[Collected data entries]

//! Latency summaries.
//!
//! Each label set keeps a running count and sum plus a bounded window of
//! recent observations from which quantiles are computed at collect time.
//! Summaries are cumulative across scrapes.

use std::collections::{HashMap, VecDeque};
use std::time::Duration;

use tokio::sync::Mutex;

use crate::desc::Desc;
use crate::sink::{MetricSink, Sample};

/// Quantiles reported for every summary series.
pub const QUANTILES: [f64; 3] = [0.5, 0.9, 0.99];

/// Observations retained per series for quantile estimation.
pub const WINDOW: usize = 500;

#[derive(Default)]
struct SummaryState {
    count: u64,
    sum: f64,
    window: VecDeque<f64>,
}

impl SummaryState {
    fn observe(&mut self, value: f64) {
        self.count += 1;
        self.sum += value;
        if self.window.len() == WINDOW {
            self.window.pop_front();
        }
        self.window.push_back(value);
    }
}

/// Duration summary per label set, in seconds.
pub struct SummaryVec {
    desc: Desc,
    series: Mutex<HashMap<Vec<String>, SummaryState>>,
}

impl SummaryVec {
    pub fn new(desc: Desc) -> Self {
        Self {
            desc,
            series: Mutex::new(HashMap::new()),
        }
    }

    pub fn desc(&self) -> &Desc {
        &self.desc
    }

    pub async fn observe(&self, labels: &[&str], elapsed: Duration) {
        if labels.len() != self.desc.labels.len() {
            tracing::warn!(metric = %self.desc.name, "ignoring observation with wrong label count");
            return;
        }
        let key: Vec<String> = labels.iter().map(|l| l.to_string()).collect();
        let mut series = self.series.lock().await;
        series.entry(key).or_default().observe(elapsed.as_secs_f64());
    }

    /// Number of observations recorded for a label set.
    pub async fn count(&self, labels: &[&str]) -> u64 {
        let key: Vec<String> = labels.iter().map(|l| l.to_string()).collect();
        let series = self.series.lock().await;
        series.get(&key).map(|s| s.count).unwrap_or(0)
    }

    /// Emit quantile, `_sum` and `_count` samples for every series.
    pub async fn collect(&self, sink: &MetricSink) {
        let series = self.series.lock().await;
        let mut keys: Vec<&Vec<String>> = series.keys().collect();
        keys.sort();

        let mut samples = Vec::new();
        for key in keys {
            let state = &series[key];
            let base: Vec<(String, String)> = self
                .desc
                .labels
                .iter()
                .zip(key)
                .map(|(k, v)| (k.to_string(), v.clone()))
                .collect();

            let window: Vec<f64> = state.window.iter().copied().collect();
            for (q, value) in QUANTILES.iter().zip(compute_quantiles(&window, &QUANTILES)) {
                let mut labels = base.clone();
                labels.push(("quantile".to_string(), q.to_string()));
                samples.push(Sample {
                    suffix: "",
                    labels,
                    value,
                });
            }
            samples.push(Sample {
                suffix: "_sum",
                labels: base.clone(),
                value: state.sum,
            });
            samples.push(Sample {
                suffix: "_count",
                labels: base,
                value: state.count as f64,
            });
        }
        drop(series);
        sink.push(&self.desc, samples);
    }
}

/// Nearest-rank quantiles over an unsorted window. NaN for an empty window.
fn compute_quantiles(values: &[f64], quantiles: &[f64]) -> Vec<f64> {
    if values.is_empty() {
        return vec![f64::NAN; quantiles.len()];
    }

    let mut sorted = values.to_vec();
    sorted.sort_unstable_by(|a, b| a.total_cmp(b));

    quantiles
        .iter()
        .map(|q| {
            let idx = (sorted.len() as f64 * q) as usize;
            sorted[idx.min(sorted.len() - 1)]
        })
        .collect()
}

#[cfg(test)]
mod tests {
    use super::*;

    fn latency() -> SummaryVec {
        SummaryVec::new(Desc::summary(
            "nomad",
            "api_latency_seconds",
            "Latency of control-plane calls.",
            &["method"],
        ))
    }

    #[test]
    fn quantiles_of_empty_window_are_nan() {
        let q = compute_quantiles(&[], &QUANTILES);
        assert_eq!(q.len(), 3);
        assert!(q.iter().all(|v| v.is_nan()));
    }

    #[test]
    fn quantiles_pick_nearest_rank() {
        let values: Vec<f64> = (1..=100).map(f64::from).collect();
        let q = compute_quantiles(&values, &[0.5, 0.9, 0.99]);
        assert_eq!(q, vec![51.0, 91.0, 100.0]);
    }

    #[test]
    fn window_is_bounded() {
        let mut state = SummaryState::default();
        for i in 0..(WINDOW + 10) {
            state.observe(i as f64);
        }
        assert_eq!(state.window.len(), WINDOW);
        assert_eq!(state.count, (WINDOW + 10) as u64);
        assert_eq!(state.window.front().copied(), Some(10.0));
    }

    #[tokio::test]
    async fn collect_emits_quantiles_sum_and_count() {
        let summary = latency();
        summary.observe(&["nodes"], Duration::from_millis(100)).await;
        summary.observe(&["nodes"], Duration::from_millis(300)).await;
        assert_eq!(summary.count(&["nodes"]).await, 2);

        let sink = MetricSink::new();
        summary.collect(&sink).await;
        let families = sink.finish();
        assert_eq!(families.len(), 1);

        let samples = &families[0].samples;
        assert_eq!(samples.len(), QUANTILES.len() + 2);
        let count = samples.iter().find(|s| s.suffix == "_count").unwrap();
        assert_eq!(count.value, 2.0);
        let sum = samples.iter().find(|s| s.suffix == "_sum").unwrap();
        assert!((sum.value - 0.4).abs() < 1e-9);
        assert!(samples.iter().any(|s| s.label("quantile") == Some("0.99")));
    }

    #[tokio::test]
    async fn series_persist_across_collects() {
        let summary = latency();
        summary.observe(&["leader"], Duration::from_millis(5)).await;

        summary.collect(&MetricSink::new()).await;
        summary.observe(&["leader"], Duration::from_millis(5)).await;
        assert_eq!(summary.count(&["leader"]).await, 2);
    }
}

### About this task
Return each line above where the word "clone" shows up.

### Response
                .map(|(k, v)| (k.to_string(), v.clone()))
                let mut labels = base.clone();
                labels: base.clone(),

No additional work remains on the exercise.